Cervical cancer vaccine deemed safe, but questions remain
A government study deemed Gardasil safe for cervical cancer prevention, but questions remain about complications and effectiveness.
Wed, Aug 19, 2009 at 04:00 PM
DRUG IN QUESTION: Gardasil is the first vaccine to prevent cervical cancer. (Photo: ZUMA Press)
When pharmaceutical giant Merck & Company debuted Gardasil three years ago, it was hailed as a public health breakthrough that could save millions of lives. The vaccine was immediately foisted upon young girls and their parents through a series of ads proclaiming that recipients could be “one less” victim of cervical cancer.
Although some serious complications have been linked to the vaccine, including at least 20 deaths and two cases of Lou Gehrig’s disease, a government report recently found that Gardasil has a safety record on par with that of other vaccines. More common complications include fainting episodes and an increased risk of potentially fatal blood clots.
The study, performed by the Centers for Disease Control and Prevention along with the Food and Drug Administration, concluded that there is no way to tell if the complications were a direct result of the vaccine.
Although the study deemed Gardasil safe, the authors note that their analysis is based on imperfect data drawn from reports made to a voluntary surveillance database. Most of these reports were filed by Merck & Company and did not include enough information to warrant further investigation.
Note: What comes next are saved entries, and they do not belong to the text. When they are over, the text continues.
//! Core domain model for the College Scorecard pipeline.

use std::collections::BTreeMap;

use serde::{Deserialize, Serialize};
use serde_json::Value as JsonValue;

pub mod schema;

pub use schema::{
    ColumnKind, ColumnSpec, NormalizedTables, Row, Table, TableSchema, ALL_TABLES, DIM_ADMISSION,
    DIM_DEMOGRAPHICS, DIM_SCHOOL, DIM_TEST_SCORES, DIM_TRANSFER_RATE, FACT_COLLEGE_METRICS,
};

pub const CRATE_NAME: &str = "scorecard-core";

/// Single-level cell value used by flat rows and normalized tables.
#[derive(Debug, Clone, PartialEq, Default, Serialize, Deserialize)]
#[serde(untagged)]
pub enum Scalar {
    #[default]
    Null,
    Bool(bool),
    Number(f64),
    Text(String),
}

impl Scalar {
    /// Converts a JSON leaf. Arrays and objects are not scalars.
    pub fn from_json(value: &JsonValue) -> Option<Self> {
        match value {
            JsonValue::Null => Some(Scalar::Null),
            JsonValue::Bool(b) => Some(Scalar::Bool(*b)),
            JsonValue::Number(n) => Some(n.as_f64().map(Scalar::Number).unwrap_or(Scalar::Null)),
            JsonValue::String(s) => Some(Scalar::Text(s.clone())),
            JsonValue::Array(_) | JsonValue::Object(_) => None,
        }
    }

    pub fn is_null(&self) -> bool {
        matches!(self, Scalar::Null)
    }

    /// Lenient numeric view: finite numbers and numeric text, nothing else.
    pub fn as_f64(&self) -> Option<f64> {
        let value = match self {
            Scalar::Number(n) => *n,
            Scalar::Text(s) => s.trim().parse::<f64>().ok()?,
            Scalar::Null | Scalar::Bool(_) => return None,
        };
        value.is_finite().then_some(value)
    }

    pub fn as_str(&self) -> Option<&str> {
        match self {
            Scalar::Text(s) => Some(s.as_str()),
            _ => None,
        }
    }

    /// Canonical string form used for identifiers and text columns.
    /// Integral numbers print without a fraction (`166027.0` -> `"166027"`);
    /// blank text and non-finite numbers have no text form.
    pub fn canonical_text(&self) -> Option<String> {
        match self {
            Scalar::Null => None,
            Scalar::Bool(b) => Some(b.to_string()),
            Scalar::Number(n) if !n.is_finite() => None,
            Scalar::Number(n) if n.fract() == 0.0 && n.abs() < 9.0e15 => {
                Some(format!("{}", *n as i64))
            }
            Scalar::Number(n) => Some(n.to_string()),
            Scalar::Text(s) => {
                let trimmed = s.trim();
                (!trimmed.is_empty()).then(|| trimmed.to_string())
            }
        }
    }
}

impl From<f64> for Scalar {
    fn from(value: f64) -> Self {
        Scalar::Number(value)
    }
}

impl From<Option<f64>> for Scalar {
    fn from(value: Option<f64>) -> Self {
        value.map(Scalar::Number).unwrap_or(Scalar::Null)
    }
}

impl From<&str> for Scalar {
    fn from(value: &str) -> Self {
        Scalar::Text(value.to_string())
    }
}

impl From<String> for Scalar {
    fn from(value: String) -> Self {
        Scalar::Text(value)
    }
}

/// One institution as returned by the source API. Only lives between fetch and flatten.
#[derive(Debug, Clone, PartialEq, Serialize, Deserialize)]
#[serde(transparent)]
pub struct RawInstitutionRecord(pub JsonValue);

impl RawInstitutionRecord {
    pub fn new(value: JsonValue) -> Self {
        Self(value)
    }

    pub fn value(&self) -> &JsonValue {
        &self.0
    }

    pub fn id(&self) -> Option<&JsonValue> {
        self.0.get("id").filter(|v| !v.is_null())
    }

    /// The object carrying the `school`/`student`/... groups: `latest` when present,
    /// otherwise the record root.
    pub fn groups(&self) -> &JsonValue {
        match self.0.get("latest") {
            Some(latest) if latest.is_object() => latest,
            _ => &self.0,
        }
    }
}

/// Scalar-valued, single-level representation of one institution.
#[derive(Debug, Clone, PartialEq, Default, Serialize, Deserialize)]
#[serde(transparent)]
pub struct FlatRow {
    fields: BTreeMap<String, Scalar>,
}

impl FlatRow {
    pub fn new() -> Self {
        Self::default()
    }

    pub fn insert(&mut self, name: impl Into<String>, value: impl Into<Scalar>) {
        self.fields.insert(name.into(), value.into());
    }

    pub fn get(&self, name: &str) -> Option<&Scalar> {
        self.fields.get(name)
    }

    pub fn contains(&self, name: &str) -> bool {
        self.fields.contains_key(name)
    }

    pub fn id(&self) -> Option<&Scalar> {
        self.get("id").filter(|v| !v.is_null())
    }

    /// Value of the first alias present in the row.
    pub fn first_of(&self, aliases: &[&str]) -> Option<&Scalar> {
        aliases.iter().find_map(|name| self.fields.get(*name))
    }

    pub fn field_names(&self) -> impl Iterator<Item = &str> {
        self.fields.keys().map(String::as_str)
    }

    pub fn iter(&self) -> impl Iterator<Item = (&str, &Scalar)> {
        self.fields.iter().map(|(k, v)| (k.as_str(), v))
    }

    pub fn len(&self) -> usize {
        self.fields.len()
    }

    pub fn is_empty(&self) -> bool {
        self.fields.is_empty()
    }
}

#[cfg(test)]
mod tests {
    use super::*;
    use serde_json::json;

    #[test]
    fn scalar_numeric_view_is_lenient_but_finite() {
        assert_eq!(Scalar::from(0.25).as_f64(), Some(0.25));
        assert_eq!(Scalar::from(" 42 ").as_f64(), Some(42.0));
        assert_eq!(Scalar::from("n/a").as_f64(), None);
        assert_eq!(Scalar::from(f64::NAN).as_f64(), None);
        assert_eq!(Scalar::Bool(true).as_f64(), None);
    }

    #[test]
    fn canonical_text_drops_integral_fraction() {
        assert_eq!(Scalar::from(166027.0).canonical_text().as_deref(), Some("166027"));
        assert_eq!(Scalar::from(2.5).canonical_text().as_deref(), Some("2.5"));
        assert_eq!(Scalar::from("  ").canonical_text(), None);
        assert_eq!(Scalar::from(" 00123 ").canonical_text().as_deref(), Some("00123"));
        assert_eq!(Scalar::Null.canonical_text(), None);
    }

    #[test]
    fn nested_json_is_not_a_scalar() {
        assert!(Scalar::from_json(&json!({"a": 1})).is_none());
        assert!(Scalar::from_json(&json!([1, 2])).is_none());
        assert_eq!(Scalar::from_json(&json!(null)), Some(Scalar::Null));
    }

    #[test]
    fn first_alias_present_wins() {
        let mut row = FlatRow::new();
        row.insert("school_name", "lower");
        row.insert("School_Name", "Upper");
        assert_eq!(
            row.first_of(&["School_Name", "school_name"]),
            Some(&Scalar::from("Upper"))
        );
        assert_eq!(row.first_of(&["name"]), None);
    }

    #[test]
    fn groups_fall_back_to_root_without_latest() {
        let nested = RawInstitutionRecord::new(json!({"id": 1, "latest": {"school": {}}}));
        assert!(nested.groups().get("school").is_some());
        let flat = RawInstitutionRecord::new(json!({"id": 1, "school": {}}));
        assert!(flat.groups().get("school").is_some());
        assert!(RawInstitutionRecord::new(json!({"id": null})).id().is_none());
    }
}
Experts disagree on whether the risks outweigh the benefits, with some doctors noting that routine screening will catch human papillomavirus (HPV), a sexually transmitted virus that can cause some types of cervical cancer, and that vaccinating healthy young girls may not be necessary. An editorial accompanying the study in the Journal of the American Medical Association also questioned whether the vaccine will reduce cervical cancer fatalities.
“I wouldn’t accept much risk of side effects at all in an 11-year-old girl, because if she gets screened when she’s older, she’ll never get cervical cancer,” Dr. Charlotte Haug, an infectious disease expert from Norway, told The New York Times.
“You don’t have to die from cervical cancer if you have access to health care.”
Merck was pleased with the report, stating that it confirms their favorable safety profile of the vaccine and that screening alone is not the answer. The company is awaiting an upcoming FDA decision on whether Gardisil, currently approved for females ages 9 to 26, could be expanded to include males of the same age to reduce HPV transmission to women.